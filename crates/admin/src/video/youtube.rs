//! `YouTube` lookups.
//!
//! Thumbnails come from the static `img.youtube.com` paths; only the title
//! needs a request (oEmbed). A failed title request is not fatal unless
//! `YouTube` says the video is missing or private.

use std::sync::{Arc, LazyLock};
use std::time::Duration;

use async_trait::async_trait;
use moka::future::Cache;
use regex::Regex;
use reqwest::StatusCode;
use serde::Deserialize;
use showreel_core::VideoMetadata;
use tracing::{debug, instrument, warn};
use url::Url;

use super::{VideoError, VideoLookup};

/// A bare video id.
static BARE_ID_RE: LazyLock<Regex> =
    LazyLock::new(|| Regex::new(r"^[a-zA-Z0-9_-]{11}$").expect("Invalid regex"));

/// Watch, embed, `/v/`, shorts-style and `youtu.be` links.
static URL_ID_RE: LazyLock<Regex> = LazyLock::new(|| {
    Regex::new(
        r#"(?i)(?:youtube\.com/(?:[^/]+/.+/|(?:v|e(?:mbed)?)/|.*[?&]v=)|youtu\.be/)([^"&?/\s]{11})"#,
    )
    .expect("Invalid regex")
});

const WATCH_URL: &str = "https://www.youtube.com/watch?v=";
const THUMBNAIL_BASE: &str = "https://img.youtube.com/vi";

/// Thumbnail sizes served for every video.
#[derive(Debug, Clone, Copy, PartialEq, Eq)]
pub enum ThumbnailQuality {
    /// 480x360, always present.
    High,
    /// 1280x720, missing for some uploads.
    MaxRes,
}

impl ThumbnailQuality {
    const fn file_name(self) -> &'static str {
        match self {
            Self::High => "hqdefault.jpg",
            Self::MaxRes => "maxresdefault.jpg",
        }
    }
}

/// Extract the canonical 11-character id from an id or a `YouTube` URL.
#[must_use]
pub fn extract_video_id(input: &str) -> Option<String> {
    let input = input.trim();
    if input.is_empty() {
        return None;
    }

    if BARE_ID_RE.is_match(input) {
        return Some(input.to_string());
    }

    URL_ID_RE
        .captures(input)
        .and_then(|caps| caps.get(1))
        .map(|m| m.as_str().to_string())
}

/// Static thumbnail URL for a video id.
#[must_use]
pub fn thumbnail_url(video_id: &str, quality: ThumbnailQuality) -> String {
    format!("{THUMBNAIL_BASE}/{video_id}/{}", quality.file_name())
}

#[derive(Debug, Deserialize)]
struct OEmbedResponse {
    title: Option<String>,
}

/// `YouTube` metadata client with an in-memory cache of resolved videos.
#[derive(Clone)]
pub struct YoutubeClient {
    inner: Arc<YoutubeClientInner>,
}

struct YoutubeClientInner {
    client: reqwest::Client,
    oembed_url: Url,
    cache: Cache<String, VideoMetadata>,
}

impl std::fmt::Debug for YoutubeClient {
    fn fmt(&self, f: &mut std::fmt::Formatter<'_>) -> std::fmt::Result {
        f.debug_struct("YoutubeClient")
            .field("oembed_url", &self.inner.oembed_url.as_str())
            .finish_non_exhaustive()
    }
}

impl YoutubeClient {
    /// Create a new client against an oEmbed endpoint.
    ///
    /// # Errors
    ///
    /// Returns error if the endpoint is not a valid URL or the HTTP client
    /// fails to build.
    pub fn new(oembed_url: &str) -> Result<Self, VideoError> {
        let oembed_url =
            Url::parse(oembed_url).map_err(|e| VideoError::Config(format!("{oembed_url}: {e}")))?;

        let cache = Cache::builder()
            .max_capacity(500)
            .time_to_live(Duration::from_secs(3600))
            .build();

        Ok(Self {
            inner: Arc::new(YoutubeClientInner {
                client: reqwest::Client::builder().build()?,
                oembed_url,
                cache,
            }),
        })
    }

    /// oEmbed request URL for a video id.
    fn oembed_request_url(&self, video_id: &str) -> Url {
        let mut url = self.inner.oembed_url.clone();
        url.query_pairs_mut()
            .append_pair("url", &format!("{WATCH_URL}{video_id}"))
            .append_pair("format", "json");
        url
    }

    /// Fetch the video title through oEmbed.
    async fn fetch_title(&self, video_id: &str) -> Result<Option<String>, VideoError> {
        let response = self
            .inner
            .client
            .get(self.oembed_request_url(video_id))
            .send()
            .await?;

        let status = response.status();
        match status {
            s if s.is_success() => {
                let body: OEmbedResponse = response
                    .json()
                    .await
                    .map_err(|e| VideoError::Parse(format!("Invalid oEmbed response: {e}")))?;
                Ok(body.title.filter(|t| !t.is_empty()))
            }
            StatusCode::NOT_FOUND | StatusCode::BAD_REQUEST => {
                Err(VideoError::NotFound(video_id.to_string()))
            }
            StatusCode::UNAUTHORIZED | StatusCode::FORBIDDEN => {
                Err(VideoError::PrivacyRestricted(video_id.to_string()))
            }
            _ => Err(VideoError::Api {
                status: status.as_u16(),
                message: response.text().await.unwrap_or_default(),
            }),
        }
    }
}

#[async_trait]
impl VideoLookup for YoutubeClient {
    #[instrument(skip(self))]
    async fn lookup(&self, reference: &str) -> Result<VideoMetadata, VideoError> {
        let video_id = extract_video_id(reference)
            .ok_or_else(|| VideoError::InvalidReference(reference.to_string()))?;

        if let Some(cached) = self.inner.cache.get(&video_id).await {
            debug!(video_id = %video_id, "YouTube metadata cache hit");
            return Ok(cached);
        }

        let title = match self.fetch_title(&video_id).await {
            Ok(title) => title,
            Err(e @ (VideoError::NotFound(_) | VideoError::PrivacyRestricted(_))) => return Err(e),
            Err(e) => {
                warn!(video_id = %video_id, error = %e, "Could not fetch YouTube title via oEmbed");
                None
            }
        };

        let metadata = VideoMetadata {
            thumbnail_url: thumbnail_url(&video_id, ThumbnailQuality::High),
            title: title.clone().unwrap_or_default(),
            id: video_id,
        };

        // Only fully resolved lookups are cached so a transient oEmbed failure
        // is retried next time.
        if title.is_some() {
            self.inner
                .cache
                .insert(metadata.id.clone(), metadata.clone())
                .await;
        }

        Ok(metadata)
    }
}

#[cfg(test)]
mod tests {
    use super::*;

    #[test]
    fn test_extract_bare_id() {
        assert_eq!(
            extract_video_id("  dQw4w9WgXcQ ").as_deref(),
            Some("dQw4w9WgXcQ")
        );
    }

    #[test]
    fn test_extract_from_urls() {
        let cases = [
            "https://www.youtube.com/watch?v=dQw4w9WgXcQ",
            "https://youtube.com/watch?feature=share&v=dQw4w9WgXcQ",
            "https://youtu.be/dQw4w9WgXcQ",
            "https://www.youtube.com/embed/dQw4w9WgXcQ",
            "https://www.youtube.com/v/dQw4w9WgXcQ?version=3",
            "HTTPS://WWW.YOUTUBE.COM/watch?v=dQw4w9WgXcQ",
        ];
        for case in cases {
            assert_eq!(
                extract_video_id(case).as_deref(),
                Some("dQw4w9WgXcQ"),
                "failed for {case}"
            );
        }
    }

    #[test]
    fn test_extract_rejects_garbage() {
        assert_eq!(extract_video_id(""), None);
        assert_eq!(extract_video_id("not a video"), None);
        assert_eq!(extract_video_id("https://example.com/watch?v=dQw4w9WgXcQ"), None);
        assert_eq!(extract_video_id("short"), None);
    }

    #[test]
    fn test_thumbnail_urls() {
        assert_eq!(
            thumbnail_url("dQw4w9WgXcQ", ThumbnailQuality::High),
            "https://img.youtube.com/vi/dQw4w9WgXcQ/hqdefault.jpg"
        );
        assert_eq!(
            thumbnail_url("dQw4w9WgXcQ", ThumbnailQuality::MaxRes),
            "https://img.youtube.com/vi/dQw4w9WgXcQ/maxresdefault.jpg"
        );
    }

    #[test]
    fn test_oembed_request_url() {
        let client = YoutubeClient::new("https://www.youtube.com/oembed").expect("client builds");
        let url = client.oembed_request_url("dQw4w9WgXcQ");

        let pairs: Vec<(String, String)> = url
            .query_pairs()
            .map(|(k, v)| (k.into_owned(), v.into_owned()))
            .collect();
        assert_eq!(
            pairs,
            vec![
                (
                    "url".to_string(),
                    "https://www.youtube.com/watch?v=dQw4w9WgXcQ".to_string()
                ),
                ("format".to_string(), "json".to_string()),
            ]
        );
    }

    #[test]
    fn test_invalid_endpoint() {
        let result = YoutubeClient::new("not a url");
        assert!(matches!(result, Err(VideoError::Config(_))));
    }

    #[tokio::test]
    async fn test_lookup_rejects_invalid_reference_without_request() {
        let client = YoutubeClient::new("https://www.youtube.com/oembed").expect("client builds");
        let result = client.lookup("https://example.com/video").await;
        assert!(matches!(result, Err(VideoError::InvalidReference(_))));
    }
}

==

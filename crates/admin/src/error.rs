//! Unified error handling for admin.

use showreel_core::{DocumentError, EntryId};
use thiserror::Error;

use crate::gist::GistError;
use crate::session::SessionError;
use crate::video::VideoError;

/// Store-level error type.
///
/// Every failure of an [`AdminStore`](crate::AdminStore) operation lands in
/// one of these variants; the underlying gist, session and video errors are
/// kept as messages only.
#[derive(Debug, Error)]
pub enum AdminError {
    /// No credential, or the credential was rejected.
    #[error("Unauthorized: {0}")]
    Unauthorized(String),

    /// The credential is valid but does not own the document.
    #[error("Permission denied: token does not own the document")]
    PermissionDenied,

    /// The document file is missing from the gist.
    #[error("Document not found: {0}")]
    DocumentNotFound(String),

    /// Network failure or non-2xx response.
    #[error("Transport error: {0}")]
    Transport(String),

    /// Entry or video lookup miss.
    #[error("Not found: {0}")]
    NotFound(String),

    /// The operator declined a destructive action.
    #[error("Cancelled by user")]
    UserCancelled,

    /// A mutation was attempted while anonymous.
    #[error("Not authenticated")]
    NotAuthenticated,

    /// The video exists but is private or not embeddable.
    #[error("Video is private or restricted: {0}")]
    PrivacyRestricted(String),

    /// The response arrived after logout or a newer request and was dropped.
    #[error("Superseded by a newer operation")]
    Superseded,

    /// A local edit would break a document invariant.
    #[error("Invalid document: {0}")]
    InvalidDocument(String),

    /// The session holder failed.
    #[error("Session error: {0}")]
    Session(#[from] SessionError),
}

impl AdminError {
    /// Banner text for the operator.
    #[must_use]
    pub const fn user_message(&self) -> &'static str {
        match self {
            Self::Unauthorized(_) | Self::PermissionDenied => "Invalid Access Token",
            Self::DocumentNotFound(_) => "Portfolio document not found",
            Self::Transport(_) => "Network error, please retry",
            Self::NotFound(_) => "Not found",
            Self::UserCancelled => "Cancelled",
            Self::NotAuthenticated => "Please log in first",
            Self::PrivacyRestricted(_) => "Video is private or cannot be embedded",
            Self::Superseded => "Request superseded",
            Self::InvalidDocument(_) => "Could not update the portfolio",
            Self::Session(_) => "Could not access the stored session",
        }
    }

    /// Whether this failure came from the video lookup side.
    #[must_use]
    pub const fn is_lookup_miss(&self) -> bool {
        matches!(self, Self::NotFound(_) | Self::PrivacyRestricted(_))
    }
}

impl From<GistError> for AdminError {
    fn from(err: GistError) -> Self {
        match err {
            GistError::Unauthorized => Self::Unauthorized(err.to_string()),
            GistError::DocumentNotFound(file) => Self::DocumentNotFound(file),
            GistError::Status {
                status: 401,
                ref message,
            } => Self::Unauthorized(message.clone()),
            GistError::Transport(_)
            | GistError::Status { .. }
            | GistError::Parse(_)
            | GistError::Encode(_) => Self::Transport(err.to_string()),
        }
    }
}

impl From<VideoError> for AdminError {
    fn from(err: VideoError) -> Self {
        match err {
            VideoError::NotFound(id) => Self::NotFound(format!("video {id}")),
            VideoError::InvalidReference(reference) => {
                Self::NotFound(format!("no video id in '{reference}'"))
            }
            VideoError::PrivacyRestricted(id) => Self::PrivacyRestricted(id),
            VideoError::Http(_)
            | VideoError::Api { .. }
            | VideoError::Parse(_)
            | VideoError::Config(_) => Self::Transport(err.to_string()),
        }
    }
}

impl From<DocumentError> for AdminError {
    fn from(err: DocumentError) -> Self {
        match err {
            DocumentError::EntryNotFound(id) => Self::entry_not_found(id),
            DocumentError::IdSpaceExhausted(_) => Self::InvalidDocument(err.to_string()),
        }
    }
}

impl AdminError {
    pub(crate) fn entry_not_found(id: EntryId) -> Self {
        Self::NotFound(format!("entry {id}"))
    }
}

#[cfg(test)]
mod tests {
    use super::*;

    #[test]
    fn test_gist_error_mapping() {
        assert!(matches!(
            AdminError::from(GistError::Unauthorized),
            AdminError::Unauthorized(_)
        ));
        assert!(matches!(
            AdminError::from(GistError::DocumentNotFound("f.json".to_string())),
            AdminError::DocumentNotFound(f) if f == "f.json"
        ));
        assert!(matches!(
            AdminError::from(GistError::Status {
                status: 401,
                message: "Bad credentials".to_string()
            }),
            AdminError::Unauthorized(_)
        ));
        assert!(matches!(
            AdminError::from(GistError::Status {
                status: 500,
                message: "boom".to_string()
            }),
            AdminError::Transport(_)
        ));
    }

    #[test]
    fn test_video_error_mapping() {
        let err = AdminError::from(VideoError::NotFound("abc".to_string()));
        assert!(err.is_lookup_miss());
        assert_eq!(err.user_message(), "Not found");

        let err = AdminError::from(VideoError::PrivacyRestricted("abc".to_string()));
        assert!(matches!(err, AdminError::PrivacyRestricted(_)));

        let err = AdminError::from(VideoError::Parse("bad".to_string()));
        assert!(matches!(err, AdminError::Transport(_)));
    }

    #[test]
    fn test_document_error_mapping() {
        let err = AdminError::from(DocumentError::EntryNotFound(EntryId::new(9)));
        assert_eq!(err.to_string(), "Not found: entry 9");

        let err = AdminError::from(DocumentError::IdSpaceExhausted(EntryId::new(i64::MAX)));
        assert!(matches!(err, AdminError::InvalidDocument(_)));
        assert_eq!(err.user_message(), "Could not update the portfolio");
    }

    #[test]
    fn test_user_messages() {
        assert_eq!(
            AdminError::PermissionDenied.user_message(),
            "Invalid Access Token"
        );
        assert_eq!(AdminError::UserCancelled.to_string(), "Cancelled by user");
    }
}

* [WORK ITEM] From the line holding "filename crates/admin/src/video/youtube.rs" to the line holding "for every video.", inclusive, restate each line above exactly as written.

* [RESPONSE TO THIS TASK]
filename crates/admin/src/video/youtube.rs
//! `YouTube` lookups.
//!
//! Thumbnails come from the static `img.youtube.com` paths; only the title
//! needs a request (oEmbed). A failed title request is not fatal unless
//! `YouTube` says the video is missing or private.

use std::sync::{Arc, LazyLock};
use std::time::Duration;

use async_trait::async_trait;
use moka::future::Cache;
use regex::Regex;
use reqwest::StatusCode;
use serde::Deserialize;
use showreel_core::VideoMetadata;
use tracing::{debug, instrument, warn};
use url::Url;

use super::{VideoError, VideoLookup};

/// A bare video id.
static BARE_ID_RE: LazyLock<Regex> =
    LazyLock::new(|| Regex::new(r"^[a-zA-Z0-9_-]{11}$").expect("Invalid regex"));

/// Watch, embed, `/v/`, shorts-style and `youtu.be` links.
static URL_ID_RE: LazyLock<Regex> = LazyLock::new(|| {
    Regex::new(
        r#"(?i)(?:youtube\.com/(?:[^/]+/.+/|(?:v|e(?:mbed)?)/|.*[?&]v=)|youtu\.be/)([^"&?/\s]{11})"#,
    )
    .expect("Invalid regex")
});

const WATCH_URL: &str = "https://www.youtube.com/watch?v=";
const THUMBNAIL_BASE: &str = "https://img.youtube.com/vi";

/// Thumbnail sizes served for every video.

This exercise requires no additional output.